(Saved entries)

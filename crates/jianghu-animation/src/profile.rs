//! Core animation data types

use crate::easing::Easing;
use jianghu_core::{JianghuError, Result};
use serde::{Deserialize, Serialize};

/// A complete declarative motion description for one particle
#[derive(Debug, Clone, PartialEq, Serialize, Deserialize)]
pub struct AnimationProfile {
    /// Placement and style before the first keyframe plays
    pub initial: InitialStyle,
    /// Animated property tracks, at most one per property
    pub tracks: Vec<Track>,
    /// Timing shared by every track
    pub transition: TransitionSpec,
}

/// Screen-space start placement, in percent of the containing frame
#[derive(Debug, Clone, Copy, PartialEq, Serialize, Deserialize)]
pub struct InitialStyle {
    /// Horizontal placement (`left: x%`); may be negative to start off-frame
    pub left: f64,
    /// Vertical placement (`top: y%`); negative is above the frame, >100 below
    pub top: f64,
    /// Stacking order
    #[serde(default, skip_serializing_if = "Option::is_none")]
    pub z_index: Option<i32>,
    /// Opacity held until the first keyframe
    pub opacity: f64,
    /// Scale held until the first keyframe
    pub scale: f64,
}

impl InitialStyle {
    /// Place at (`left`%, `top`%), hidden (opacity 0, scale 0) until playback begins
    pub fn at(left: f64, top: f64) -> Self {
        Self {
            left,
            top,
            z_index: None,
            opacity: 0.0,
            scale: 0.0,
        }
    }

    pub fn with_z_index(mut self, z_index: i32) -> Self {
        self.z_index = Some(z_index);
        self
    }
}

/// What property a track drives
#[derive(Debug, Clone, Copy, PartialEq, Eq, Hash, Serialize, Deserialize)]
#[serde(rename_all = "camelCase")]
pub enum Property {
    X,
    Y,
    Rotate,
    Scale,
    ScaleX,
    ScaleY,
    Opacity,
}

impl Property {
    pub const ALL: [Property; 7] = [
        Property::X,
        Property::Y,
        Property::Rotate,
        Property::Scale,
        Property::ScaleX,
        Property::ScaleY,
        Property::Opacity,
    ];

    /// Value of the property when no track drives it
    pub fn rest_value(self) -> f64 {
        match self {
            Property::X | Property::Y | Property::Rotate => 0.0,
            Property::Scale | Property::ScaleX | Property::ScaleY | Property::Opacity => 1.0,
        }
    }

    pub fn name(self) -> &'static str {
        match self {
            Property::X => "x",
            Property::Y => "y",
            Property::Rotate => "rotate",
            Property::Scale => "scale",
            Property::ScaleX => "scaleX",
            Property::ScaleY => "scaleY",
            Property::Opacity => "opacity",
        }
    }
}

/// Unit of a track's values
#[derive(Debug, Clone, Copy, PartialEq, Eq, Serialize, Deserialize)]
#[serde(rename_all = "lowercase")]
pub enum Unit {
    /// CSS pixels
    Px,
    /// Percent of viewport height
    Vh,
    /// Percent of viewport width
    Vw,
    /// Degrees
    Deg,
    /// Unitless multiplier (scale, opacity)
    Ratio,
}

/// A keyframe track. Keyframes are spaced evenly over the transition duration.
#[derive(Debug, Clone, PartialEq, Serialize, Deserialize)]
pub struct Track {
    pub property: Property,
    pub unit: Unit,
    pub values: Vec<f64>,
}

impl Track {
    pub fn new(property: Property, unit: Unit, values: Vec<f64>) -> Self {
        Self {
            property,
            unit,
            values,
        }
    }

    pub fn first(&self) -> Option<f64> {
        self.values.first().copied()
    }

    pub fn last(&self) -> Option<f64> {
        self.values.last().copied()
    }
}

/// Repeat policy
#[derive(Debug, Clone, Copy, PartialEq, Eq, Serialize, Deserialize)]
#[serde(rename_all = "lowercase")]
pub enum Repeat {
    /// Loop until cancelled
    Infinite,
    /// Play once, then repeat this many more times
    Count(u32),
}

/// Timing shared by all tracks of a profile
#[derive(Debug, Clone, Copy, PartialEq, Serialize, Deserialize)]
pub struct TransitionSpec {
    /// Seconds for one pass through the keyframes
    pub duration: f64,
    /// Easing applied to each segment between keyframes
    pub ease: Easing,
    pub repeat: Repeat,
    /// Seconds before the first pass only
    pub delay: f64,
    /// Seconds held on the last keyframe between passes
    pub repeat_delay: f64,
}

impl AnimationProfile {
    /// Look up the track for a property
    pub fn track(&self, property: Property) -> Option<&Track> {
        self.tracks.iter().find(|t| t.property == property)
    }

    pub fn has_track(&self, property: Property) -> bool {
        self.track(property).is_some()
    }

    /// Add a constant `scale = 1` track if nothing drives scale.
    ///
    /// Without it the host would hold the initial scale of 0 and the
    /// particle would never become visible.
    pub fn ensure_scale_track(&mut self) {
        if !self.has_track(Property::Scale) {
            self.tracks
                .push(Track::new(Property::Scale, Unit::Ratio, vec![1.0]));
        }
    }

    /// Check the profile is safe to hand to a rendering host.
    pub fn validate(&self) -> Result<()> {
        let t = &self.transition;
        if !(t.duration.is_finite() && t.duration > 0.0) {
            return Err(JianghuError::AnimationError(format!(
                "non-positive duration: {}",
                t.duration
            )));
        }
        for (name, value) in [("delay", t.delay), ("repeat_delay", t.repeat_delay)] {
            if !(value.is_finite() && value >= 0.0) {
                return Err(JianghuError::AnimationError(format!(
                    "invalid {name}: {value}"
                )));
            }
        }
        if !(self.initial.left.is_finite() && self.initial.top.is_finite()) {
            return Err(JianghuError::AnimationError(
                "non-finite initial placement".into(),
            ));
        }
        if self.tracks.is_empty() {
            return Err(JianghuError::AnimationError("profile has no tracks".into()));
        }
        for track in &self.tracks {
            if track.values.is_empty() {
                return Err(JianghuError::AnimationError(format!(
                    "track '{}' has no keyframes",
                    track.property.name()
                )));
            }
            if track.values.iter().any(|v| !v.is_finite()) {
                return Err(JianghuError::AnimationError(format!(
                    "track '{}' has a non-finite keyframe",
                    track.property.name()
                )));
            }
        }
        Ok(())
    }

    pub fn is_well_formed(&self) -> bool {
        self.validate().is_ok()
    }
}

#[cfg(test)]
mod tests {
    use super::*;

    fn fade_profile() -> AnimationProfile {
        AnimationProfile {
            initial: InitialStyle::at(50.0, 50.0),
            tracks: vec![Track::new(
                Property::Opacity,
                Unit::Ratio,
                vec![0.0, 0.5, 0.0],
            )],
            transition: TransitionSpec {
                duration: 2.0,
                ease: Easing::EaseInOut,
                repeat: Repeat::Infinite,
                delay: 0.0,
                repeat_delay: 1.0,
            },
        }
    }

    #[test]
    fn ensure_scale_adds_constant_track_once() {
        let mut profile = fade_profile();
        profile.ensure_scale_track();
        profile.ensure_scale_track();
        let scale = profile.track(Property::Scale).unwrap();
        assert_eq!(scale.values, vec![1.0]);
        assert_eq!(profile.tracks.len(), 2);
    }

    #[test]
    fn validate_accepts_well_formed() {
        assert!(fade_profile().validate().is_ok());
    }

    #[test]
    fn reject_zero_duration() {
        let mut profile = fade_profile();
        profile.transition.duration = 0.0;
        assert!(profile.validate().is_err());
    }

    #[test]
    fn reject_empty_track() {
        let mut profile = fade_profile();
        profile.tracks.push(Track::new(Property::X, Unit::Px, vec![]));
        assert!(profile.validate().is_err());
    }

    #[test]
    fn reject_nan_keyframe() {
        let mut profile = fade_profile();
        profile.tracks[0].values[1] = f64::NAN;
        assert!(!profile.is_well_formed());
    }

    #[test]
    fn initial_style_starts_hidden() {
        let style = InitialStyle::at(10.0, -5.0).with_z_index(14);
        assert_eq!(style.opacity, 0.0);
        assert_eq!(style.scale, 0.0);
        assert_eq!(style.z_index, Some(14));
    }

    #[test]
    fn property_names_match_host_keys() {
        assert_eq!(Property::ScaleX.name(), "scaleX");
        let json = serde_json::to_string(&Property::ScaleY).unwrap();
        assert_eq!(json, "\"scaleY\"");
    }
}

ASSIGNED TASK: In the entries above, find the line with "Loop until cancelled" and the line with "never become visible.", then set down exactly those two and every line between them, nothing else.

ANSWER SPACE:
    /// Loop until cancelled
    Infinite,
    /// Play once, then repeat this many more times
    Count(u32),
}

/// Timing shared by all tracks of a profile
#[derive(Debug, Clone, Copy, PartialEq, Serialize, Deserialize)]
pub struct TransitionSpec {
    /// Seconds for one pass through the keyframes
    pub duration: f64,
    /// Easing applied to each segment between keyframes
    pub ease: Easing,
    pub repeat: Repeat,
    /// Seconds before the first pass only
    pub delay: f64,
    /// Seconds held on the last keyframe between passes
    pub repeat_delay: f64,
}

impl AnimationProfile {
    /// Look up the track for a property
    pub fn track(&self, property: Property) -> Option<&Track> {
        self.tracks.iter().find(|t| t.property == property)
    }

    pub fn has_track(&self, property: Property) -> bool {
        self.track(property).is_some()
    }

    /// Add a constant `scale = 1` track if nothing drives scale.
    ///
    /// Without it the host would hold the initial scale of 0 and the
    /// particle would never become visible.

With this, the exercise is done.